*** Data listing ***

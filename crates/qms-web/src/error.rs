//! Error types and the axum `IntoResponse` implementation.
//!
//! Every error is answered with an error fragment rather than a bare status,
//! so the region the client asked to update always gets renderable markup.

use axum::{
  http::StatusCode,
  response::{Html, IntoResponse, Response},
};
use thiserror::Error;

use crate::fragment::render_error;

#[derive(Debug, Error)]
pub enum Error {
  /// The path named an entity the registry does not know.
  #[error("entity not found: {0}")]
  NotFound(String),

  /// The submitted fields are well-formed but unacceptable.
  #[error("{context}: {message}")]
  Invalid { context: String, message: String },

  #[error("bad request: {0}")]
  BadRequest(String),

  #[error("{context}: {source}")]
  Store {
    context: String,
    #[source]
    source:  Box<dyn std::error::Error + Send + Sync>,
  },
}

impl Error {
  /// Map a registry or input error, keeping unknown entities distinct.
  pub fn core(context: impl Into<String>, err: qms_core::Error) -> Self {
    match err {
      qms_core::Error::UnknownEntity(key) => Error::NotFound(key),
      other => Error::Invalid {
        context: context.into(),
        message: other.to_string(),
      },
    }
  }

  /// Wrap a storage failure with what the request was doing.
  pub fn store<E>(context: impl Into<String>) -> impl FnOnce(E) -> Self
  where
    E: std::error::Error + Send + Sync + 'static,
  {
    let context = context.into();
    move |e| Error::Store { context, source: Box::new(e) }
  }
}

impl IntoResponse for Error {
  fn into_response(self) -> Response {
    let (status, body) = match &self {
      Error::NotFound(key) => {
        tracing::debug!(%key, "unknown entity");
        (
          StatusCode::NOT_FOUND,
          render_error("Entity not found", &format!("No entity is registered as {key:?}")),
        )
      }
      Error::Invalid { context, message } => {
        (StatusCode::UNPROCESSABLE_ENTITY, render_error(context, message))
      }
      Error::BadRequest(message) => {
        (StatusCode::BAD_REQUEST, render_error("Bad request", message))
      }
      Error::Store { context, source } => {
        tracing::error!(%context, error = %source, "storage failure");
        (
          StatusCode::INTERNAL_SERVER_ERROR,
          render_error(context, &source.to_string()),
        )
      }
    };
    (status, Html(body)).into_response()
  }
}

***

Only one thing is wanted in reply: the number of lines in the entries that hold the string "Send".

2